We simulated GWAS data based upon real human genotype data under the null hypothesis of no association. We used data of 11,586 unrelated European Americans genotyped on 563,212 SNPs ^71–73. We randomly sampled N individuals and selected top SNPs for height at p < 10⁻⁵ (red bar) and p < 10⁻⁴ (blue bar) to predict the phenotype in the same data. We also performed association analysis for real height phenotype in 10,000 individuals and selected top SNPs at p < 10⁻⁵ (green bar) and p < 10⁻⁴ (purple bar) to predict height phenotype in the same sample. The graph shows the mean prediction R² over 100 simulation replicates. Error bar: standard error of the mean. The number on top of each column is the mean number of selected SNPs over 100 simulation replicates.

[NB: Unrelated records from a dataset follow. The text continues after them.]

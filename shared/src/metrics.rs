use serde::Serialize;
use std::sync::atomic::{AtomicU64, Ordering};

#[derive(Debug, Default)]
pub struct TrackerMetrics {
    pub mutations_committed: AtomicU64,
    pub mutations_rolled_back: AtomicU64,
    pub mutations_abandoned: AtomicU64,
    pub activations_ignored: AtomicU64,
    pub activations_refused: AtomicU64,
    pub cache_replacements: AtomicU64,
    pub fetch_failures: AtomicU64,
}

impl TrackerMetrics {
    #[must_use]
    pub fn new() -> Self {
        Self::default()
    }

    pub(crate) fn bump(counter: &AtomicU64) {
        counter.fetch_add(1, Ordering::Relaxed);
    }

    #[must_use]
    pub fn snapshot(&self) -> MetricsSnapshot {
        MetricsSnapshot {
            mutations_committed: self.mutations_committed.load(Ordering::Relaxed),
            mutations_rolled_back: self.mutations_rolled_back.load(Ordering::Relaxed),
            mutations_abandoned: self.mutations_abandoned.load(Ordering::Relaxed),
            activations_ignored: self.activations_ignored.load(Ordering::Relaxed),
            activations_refused: self.activations_refused.load(Ordering::Relaxed),
            cache_replacements: self.cache_replacements.load(Ordering::Relaxed),
            fetch_failures: self.fetch_failures.load(Ordering::Relaxed),
        }
    }
}

#[derive(Debug, Clone, Copy, Default, PartialEq, Eq, Serialize)]
pub struct MetricsSnapshot {
    pub mutations_committed: u64,
    pub mutations_rolled_back: u64,
    pub mutations_abandoned: u64,
    pub activations_ignored: u64,
    pub activations_refused: u64,
    pub cache_replacements: u64,
    pub fetch_failures: u64,
}
//! Last fetched result set and the views derived from it.
//!
//! The cache is replaced wholesale by every results fetch and patched in
//! place by committed mutations. Filtered views are always recomputed from it.

use serde::Serialize;

use crate::model::{DetailId, Field, InterestState, Listing, ListingGroup};

#[derive(Debug, Clone, Default, PartialEq)]
pub struct ListingCache {
    groups: Vec<ListingGroup>,
}

impl ListingCache {
    #[must_use]
    pub fn new() -> Self {
        Self::default()
    }

    pub fn replace(&mut self, groups: Vec<ListingGroup>) {
        self.groups = groups;
    }

    #[must_use]
    pub fn groups(&self) -> &[ListingGroup] {
        &self.groups
    }

    pub fn listings(&self) -> impl Iterator<Item = &Listing> {
        self.groups.iter().flat_map(|g| g.results.iter())
    }

    fn listings_mut(&mut self) -> impl Iterator<Item = &mut Listing> {
        self.groups.iter_mut().flat_map(|g| g.results.iter_mut())
    }

    #[must_use]
    pub fn is_empty(&self) -> bool {
        self.listing_count() == 0
    }

    #[must_use]
    pub fn listing_count(&self) -> usize {
        self.groups.iter().map(ListingGroup::len).sum()
    }

    #[must_use]
    pub fn find(&self, detail_id: DetailId) -> Option<&Listing> {
        self.listings().find(|l| l.detail_id == detail_id)
    }

    /// Overwrites `interest` on every occurrence of `detail_id`. Returns how
    /// many listings were patched.
    pub fn patch_interest(&mut self, detail_id: DetailId, interest: InterestState) -> usize {
        let mut patched = 0;
        for listing in self.listings_mut().filter(|l| l.detail_id == detail_id) {
            listing.interest = interest;
            patched += 1;
        }
        patched
    }

    pub fn patch_contact(&mut self, detail_id: DetailId, contact: bool) -> usize {
        let mut patched = 0;
        for listing in self.listings_mut().filter(|l| l.detail_id == detail_id) {
            listing.contact = contact;
            patched += 1;
        }
        patched
    }

    /// Badge figure: cache entries marked interested, duplicates included.
    #[must_use]
    pub fn interested_count(&self) -> usize {
        self.listings()
            .filter(|l| l.interest == InterestState::Interested)
            .count()
    }

    #[must_use]
    pub fn view(&self, filters: &ViewFilters) -> ResultsView {
        let groups: Vec<ListingGroup> = if filters.is_active() {
            self.groups
                .iter()
                .filter_map(|group| {
                    let results: Vec<Listing> = group
                        .results
                        .iter()
                        .filter(|l| filters.admits(l))
                        .cloned()
                        .collect();
                    (!results.is_empty()).then(|| ListingGroup {
                        results,
                        summary: group.summary.clone(),
                    })
                })
                .collect()
        } else {
            self.groups.clone()
        };

        let listing_count = groups.iter().map(ListingGroup::len).sum();
        ResultsView {
            groups,
            listing_count,
            interested_count: self.interested_count(),
        }
    }
}

/// Client-side display filters over the cache.
#[derive(Debug, Clone, Copy, Default, PartialEq, Eq, Serialize)]
pub struct ViewFilters {
    show_interested: bool,
    hide_not_interested: bool,
    show_contacted: bool,
}

impl ViewFilters {
    #[must_use]
    pub fn new() -> Self {
        Self::default()
    }

    /// Enabling this clears `hide_not_interested`.
    #[must_use]
    pub fn with_show_interested(mut self, on: bool) -> Self {
        self.show_interested = on;
        if on {
            self.hide_not_interested = false;
        }
        self
    }

    /// Enabling this clears `show_interested`.
    #[must_use]
    pub fn with_hide_not_interested(mut self, on: bool) -> Self {
        self.hide_not_interested = on;
        if on {
            self.show_interested = false;
        }
        self
    }

    #[must_use]
    pub fn with_show_contacted(mut self, on: bool) -> Self {
        self.show_contacted = on;
        self
    }

    #[must_use]
    pub const fn show_interested(&self) -> bool {
        self.show_interested
    }

    #[must_use]
    pub const fn hide_not_interested(&self) -> bool {
        self.hide_not_interested
    }

    #[must_use]
    pub const fn show_contacted(&self) -> bool {
        self.show_contacted
    }

    #[must_use]
    pub const fn is_active(&self) -> bool {
        self.show_interested || self.hide_not_interested || self.show_contacted
    }

    /// Whether a change to `field` can change what these filters admit.
    #[must_use]
    pub const fn depends_on(&self, field: Field) -> bool {
        match field {
            Field::Interest => self.show_interested || self.hide_not_interested,
            Field::Contact => self.show_contacted,
        }
    }

    #[must_use]
    pub fn admits(&self, listing: &Listing) -> bool {
        if self.show_interested && listing.interest != InterestState::Interested {
            return false;
        }
        if self.hide_not_interested && listing.interest == InterestState::NotInterested {
            return false;
        }
        if self.show_contacted && !listing.contact {
            return false;
        }
        true
    }
}

/// What the renderer draws: filtered groups plus the badge figure.
#[derive(Debug, Clone, Default, PartialEq, Serialize)]
pub struct ResultsView {
    pub groups: Vec<ListingGroup>,
    pub listing_count: usize,
    pub interested_count: usize,
}

impl ResultsView {
    #[must_use]
    pub fn results_label(&self) -> String {
        match self.listing_count {
            0 => String::new(),
            1 => "1 listing".to_string(),
            n => format!("{n} listings"),
        }
    }
}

b) Drosophila: An example, illustrating bias when selecting the top SNPs. We downloaded genotype data of the Drosophila Genetics Reference Panel and simulated phenotypes under the null hypothesis, i.e., random association between each of the > 1 million SNPs and phenotype. We repeated the GWAS analysis reported in⁵⁴, selecting the top 10 independently associated SNPs and predicted the phenotypes of the lines using these 10 SNPs. Since in the simulated data there are only random associations between SNP and phenotype any prediction power is false and result of over-fitting. By chance, the top SNPs (in terms of test statistic) explain 57% (R²=57%) of the phenotypic variance between the inbred lines, from a linear regression of phenotype on predictor. Both phenotype and predictor have been standardized to normal distribution z-scores (mean of zero and standard deviation of one).

c) Dairy Cattle: The impact of leaving the validation cohort in the discovery set, either at both SNP selection (GWAS) and SNP effect estimation stages, or at the effect size estimation stage only. Data shown are from 2,732 bulls with ~500K SNPs phenotyped for average milk yield of their daughters’ milk production. The bulls were split into a discovery sample (bulls born during or before 2003), N_d = 2,458, and a validation sample (bulls born after 2003) of N_v= 274.